Exercise: Using the listing below, copy every line that mentions "conditions".

Data under study:
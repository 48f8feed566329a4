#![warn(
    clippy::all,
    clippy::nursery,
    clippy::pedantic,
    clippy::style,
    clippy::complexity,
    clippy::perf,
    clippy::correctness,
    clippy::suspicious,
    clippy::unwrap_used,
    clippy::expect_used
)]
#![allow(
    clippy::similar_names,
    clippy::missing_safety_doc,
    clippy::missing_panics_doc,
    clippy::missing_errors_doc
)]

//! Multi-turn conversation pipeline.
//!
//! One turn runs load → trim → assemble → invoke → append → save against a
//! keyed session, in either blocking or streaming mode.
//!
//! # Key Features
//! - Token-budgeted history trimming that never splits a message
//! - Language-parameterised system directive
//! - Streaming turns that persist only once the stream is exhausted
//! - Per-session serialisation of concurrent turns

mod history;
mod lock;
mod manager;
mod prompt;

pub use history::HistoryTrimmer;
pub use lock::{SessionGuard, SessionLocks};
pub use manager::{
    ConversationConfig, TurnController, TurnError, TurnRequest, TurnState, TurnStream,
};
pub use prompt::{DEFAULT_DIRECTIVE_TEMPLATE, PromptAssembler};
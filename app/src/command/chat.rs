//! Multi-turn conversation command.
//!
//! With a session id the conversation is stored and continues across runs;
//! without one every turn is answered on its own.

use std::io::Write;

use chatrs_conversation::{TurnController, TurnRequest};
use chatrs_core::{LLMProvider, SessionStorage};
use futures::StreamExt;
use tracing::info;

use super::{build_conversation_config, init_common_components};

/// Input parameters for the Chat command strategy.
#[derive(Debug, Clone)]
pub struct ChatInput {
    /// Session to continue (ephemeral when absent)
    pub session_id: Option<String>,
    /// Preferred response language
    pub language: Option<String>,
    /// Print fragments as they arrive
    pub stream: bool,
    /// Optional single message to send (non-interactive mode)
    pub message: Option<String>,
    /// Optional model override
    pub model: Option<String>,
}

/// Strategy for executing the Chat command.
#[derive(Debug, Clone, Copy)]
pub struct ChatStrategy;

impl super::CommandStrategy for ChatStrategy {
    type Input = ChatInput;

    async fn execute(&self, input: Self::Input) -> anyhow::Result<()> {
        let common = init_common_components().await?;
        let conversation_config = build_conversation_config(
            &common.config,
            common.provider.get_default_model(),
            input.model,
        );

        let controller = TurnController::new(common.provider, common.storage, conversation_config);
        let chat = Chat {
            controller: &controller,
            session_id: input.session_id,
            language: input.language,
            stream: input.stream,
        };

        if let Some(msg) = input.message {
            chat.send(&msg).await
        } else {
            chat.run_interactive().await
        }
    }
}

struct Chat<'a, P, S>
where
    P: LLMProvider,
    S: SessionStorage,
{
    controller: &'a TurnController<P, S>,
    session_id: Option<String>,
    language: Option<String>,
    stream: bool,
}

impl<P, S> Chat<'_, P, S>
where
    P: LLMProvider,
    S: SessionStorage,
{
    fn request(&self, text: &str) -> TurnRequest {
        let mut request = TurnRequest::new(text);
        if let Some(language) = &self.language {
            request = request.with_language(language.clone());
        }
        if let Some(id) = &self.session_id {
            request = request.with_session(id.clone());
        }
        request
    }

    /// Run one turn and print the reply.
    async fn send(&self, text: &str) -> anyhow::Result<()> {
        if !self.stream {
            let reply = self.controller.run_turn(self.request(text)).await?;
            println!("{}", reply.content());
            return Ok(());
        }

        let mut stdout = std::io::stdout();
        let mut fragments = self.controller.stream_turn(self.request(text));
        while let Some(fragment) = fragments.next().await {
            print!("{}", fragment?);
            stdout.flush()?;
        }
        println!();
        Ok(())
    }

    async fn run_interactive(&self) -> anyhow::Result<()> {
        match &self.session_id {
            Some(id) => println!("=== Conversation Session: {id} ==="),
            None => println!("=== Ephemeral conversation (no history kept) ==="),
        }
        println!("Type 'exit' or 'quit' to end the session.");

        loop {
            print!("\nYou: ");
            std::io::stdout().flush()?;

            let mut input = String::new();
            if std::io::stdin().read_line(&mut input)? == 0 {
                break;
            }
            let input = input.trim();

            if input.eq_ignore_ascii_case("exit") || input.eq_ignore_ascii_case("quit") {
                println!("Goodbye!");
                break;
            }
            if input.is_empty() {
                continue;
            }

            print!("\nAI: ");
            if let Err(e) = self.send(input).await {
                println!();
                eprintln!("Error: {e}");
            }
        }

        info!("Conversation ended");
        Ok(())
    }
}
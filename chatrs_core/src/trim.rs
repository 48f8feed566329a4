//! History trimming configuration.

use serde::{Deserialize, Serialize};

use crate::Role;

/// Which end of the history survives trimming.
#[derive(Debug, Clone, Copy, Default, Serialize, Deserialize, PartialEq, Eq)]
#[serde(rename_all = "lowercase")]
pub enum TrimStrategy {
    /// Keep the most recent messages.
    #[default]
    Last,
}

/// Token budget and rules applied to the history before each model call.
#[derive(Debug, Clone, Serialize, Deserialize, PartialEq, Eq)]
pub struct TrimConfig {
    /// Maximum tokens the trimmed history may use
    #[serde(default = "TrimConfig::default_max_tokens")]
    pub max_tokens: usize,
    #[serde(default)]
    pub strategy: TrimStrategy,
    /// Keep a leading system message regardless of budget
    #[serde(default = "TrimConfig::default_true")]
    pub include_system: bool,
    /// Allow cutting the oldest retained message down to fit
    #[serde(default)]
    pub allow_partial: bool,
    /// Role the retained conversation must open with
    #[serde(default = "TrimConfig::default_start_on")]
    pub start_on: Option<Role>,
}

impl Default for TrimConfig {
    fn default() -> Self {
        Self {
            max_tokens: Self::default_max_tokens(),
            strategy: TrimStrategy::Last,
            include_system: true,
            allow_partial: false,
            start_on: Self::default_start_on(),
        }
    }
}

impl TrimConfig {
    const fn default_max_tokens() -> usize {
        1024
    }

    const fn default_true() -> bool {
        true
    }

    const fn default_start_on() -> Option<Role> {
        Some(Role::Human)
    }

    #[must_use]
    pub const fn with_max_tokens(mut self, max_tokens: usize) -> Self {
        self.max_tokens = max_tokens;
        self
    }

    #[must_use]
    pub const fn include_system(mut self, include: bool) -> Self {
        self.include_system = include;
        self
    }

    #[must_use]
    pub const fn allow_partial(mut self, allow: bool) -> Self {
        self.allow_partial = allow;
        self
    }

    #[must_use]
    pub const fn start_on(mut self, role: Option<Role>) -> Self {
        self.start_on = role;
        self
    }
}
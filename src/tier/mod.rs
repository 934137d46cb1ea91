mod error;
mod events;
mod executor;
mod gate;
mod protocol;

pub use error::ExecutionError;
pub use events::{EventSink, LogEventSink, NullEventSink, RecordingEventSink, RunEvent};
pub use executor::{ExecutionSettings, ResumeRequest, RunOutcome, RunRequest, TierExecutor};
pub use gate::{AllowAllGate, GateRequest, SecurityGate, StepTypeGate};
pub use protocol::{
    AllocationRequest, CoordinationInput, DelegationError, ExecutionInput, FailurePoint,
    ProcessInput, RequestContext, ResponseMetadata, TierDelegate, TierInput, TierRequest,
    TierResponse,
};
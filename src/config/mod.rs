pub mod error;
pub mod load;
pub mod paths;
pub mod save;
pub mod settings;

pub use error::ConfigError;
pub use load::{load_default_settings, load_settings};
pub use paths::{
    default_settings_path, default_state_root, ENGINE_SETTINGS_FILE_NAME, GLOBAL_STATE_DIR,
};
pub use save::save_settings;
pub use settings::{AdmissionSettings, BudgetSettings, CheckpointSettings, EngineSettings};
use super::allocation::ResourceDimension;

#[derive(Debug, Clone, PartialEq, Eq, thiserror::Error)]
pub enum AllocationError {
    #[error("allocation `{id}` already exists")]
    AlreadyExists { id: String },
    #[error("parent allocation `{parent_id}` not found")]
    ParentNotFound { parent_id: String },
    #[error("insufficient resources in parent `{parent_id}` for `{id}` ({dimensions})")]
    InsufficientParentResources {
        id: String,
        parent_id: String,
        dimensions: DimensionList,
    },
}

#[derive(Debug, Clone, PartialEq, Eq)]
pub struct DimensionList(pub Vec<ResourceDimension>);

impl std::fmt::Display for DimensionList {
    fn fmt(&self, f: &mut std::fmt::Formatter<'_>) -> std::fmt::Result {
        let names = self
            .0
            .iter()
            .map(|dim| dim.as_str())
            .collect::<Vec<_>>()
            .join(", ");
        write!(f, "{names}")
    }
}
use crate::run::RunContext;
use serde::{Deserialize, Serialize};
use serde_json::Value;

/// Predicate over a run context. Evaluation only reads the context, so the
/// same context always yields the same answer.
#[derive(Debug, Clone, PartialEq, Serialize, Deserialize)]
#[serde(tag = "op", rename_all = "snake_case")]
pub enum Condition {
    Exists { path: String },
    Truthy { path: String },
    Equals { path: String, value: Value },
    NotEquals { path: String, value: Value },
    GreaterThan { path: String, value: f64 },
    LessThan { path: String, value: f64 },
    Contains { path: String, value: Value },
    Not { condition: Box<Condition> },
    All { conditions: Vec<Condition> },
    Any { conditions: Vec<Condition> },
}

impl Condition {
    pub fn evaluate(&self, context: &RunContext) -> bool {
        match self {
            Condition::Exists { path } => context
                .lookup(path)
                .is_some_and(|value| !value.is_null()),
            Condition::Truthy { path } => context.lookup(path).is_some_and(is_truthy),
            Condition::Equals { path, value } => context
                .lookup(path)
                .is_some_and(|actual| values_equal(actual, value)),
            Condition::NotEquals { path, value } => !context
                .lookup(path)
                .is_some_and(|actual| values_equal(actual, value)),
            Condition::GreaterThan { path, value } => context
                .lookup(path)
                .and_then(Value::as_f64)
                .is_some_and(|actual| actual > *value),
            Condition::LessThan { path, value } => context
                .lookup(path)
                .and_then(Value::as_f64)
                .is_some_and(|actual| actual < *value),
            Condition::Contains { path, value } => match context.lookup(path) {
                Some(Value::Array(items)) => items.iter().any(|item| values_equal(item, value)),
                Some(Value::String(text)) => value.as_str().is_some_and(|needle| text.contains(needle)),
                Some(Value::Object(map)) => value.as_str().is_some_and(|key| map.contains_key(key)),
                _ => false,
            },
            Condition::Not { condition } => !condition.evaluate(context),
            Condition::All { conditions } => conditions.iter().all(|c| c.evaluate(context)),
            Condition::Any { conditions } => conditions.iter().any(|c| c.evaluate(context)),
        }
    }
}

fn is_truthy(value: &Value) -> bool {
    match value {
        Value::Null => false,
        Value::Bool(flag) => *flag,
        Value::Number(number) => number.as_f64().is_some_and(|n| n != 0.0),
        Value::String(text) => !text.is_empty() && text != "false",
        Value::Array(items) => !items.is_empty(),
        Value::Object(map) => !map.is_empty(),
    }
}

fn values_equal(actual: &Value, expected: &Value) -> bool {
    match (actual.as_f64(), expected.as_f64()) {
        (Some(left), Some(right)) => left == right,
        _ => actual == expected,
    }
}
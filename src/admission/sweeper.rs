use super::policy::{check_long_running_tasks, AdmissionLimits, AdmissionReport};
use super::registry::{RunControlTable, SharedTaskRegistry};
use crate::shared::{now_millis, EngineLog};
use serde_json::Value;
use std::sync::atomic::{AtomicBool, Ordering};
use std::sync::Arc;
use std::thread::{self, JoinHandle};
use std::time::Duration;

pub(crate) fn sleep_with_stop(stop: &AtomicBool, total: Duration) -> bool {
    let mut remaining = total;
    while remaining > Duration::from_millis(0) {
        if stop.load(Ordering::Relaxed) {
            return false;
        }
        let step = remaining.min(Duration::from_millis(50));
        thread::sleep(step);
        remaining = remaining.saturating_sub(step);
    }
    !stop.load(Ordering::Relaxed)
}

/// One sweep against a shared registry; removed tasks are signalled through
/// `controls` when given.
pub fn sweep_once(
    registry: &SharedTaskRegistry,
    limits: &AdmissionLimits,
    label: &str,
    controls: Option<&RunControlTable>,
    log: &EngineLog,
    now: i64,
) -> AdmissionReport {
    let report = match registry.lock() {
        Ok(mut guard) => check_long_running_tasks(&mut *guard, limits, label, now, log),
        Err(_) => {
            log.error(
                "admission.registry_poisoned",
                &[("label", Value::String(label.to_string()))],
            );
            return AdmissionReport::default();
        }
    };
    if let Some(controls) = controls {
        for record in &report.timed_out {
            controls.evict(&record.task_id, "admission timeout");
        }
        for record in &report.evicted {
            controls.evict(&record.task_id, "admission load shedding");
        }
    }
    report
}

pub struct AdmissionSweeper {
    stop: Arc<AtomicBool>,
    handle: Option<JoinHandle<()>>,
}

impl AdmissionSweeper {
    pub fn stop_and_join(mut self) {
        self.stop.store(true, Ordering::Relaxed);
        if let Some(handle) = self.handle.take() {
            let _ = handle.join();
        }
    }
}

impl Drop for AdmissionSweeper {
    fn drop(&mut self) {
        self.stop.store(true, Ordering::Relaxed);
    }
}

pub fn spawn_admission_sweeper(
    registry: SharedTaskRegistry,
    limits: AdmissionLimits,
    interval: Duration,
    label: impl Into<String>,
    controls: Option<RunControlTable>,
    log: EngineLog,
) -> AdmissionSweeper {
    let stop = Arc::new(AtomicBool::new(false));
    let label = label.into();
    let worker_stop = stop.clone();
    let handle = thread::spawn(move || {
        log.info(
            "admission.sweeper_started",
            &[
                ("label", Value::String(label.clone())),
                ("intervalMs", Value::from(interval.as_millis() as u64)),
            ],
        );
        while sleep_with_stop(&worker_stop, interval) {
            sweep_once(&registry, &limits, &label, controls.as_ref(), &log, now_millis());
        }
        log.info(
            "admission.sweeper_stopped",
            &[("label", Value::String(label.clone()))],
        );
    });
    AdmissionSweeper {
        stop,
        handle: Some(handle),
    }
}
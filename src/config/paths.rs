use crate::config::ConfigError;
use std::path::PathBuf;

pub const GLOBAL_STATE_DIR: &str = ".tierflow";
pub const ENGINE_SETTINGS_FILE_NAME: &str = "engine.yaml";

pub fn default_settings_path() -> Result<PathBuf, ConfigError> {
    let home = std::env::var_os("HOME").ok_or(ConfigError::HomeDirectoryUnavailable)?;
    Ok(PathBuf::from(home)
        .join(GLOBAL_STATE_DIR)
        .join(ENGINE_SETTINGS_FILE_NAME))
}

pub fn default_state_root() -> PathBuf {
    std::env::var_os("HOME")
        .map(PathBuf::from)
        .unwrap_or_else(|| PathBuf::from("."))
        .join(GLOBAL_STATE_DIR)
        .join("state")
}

Answer:
    All { conditions: Vec<Condition> },
    Any { conditions: Vec<Condition> },
            Condition::All { conditions } => conditions.iter().all(|c| c.evaluate(context)),
            Condition::Any { conditions } => conditions.iter().any(|c| c.evaluate(context)),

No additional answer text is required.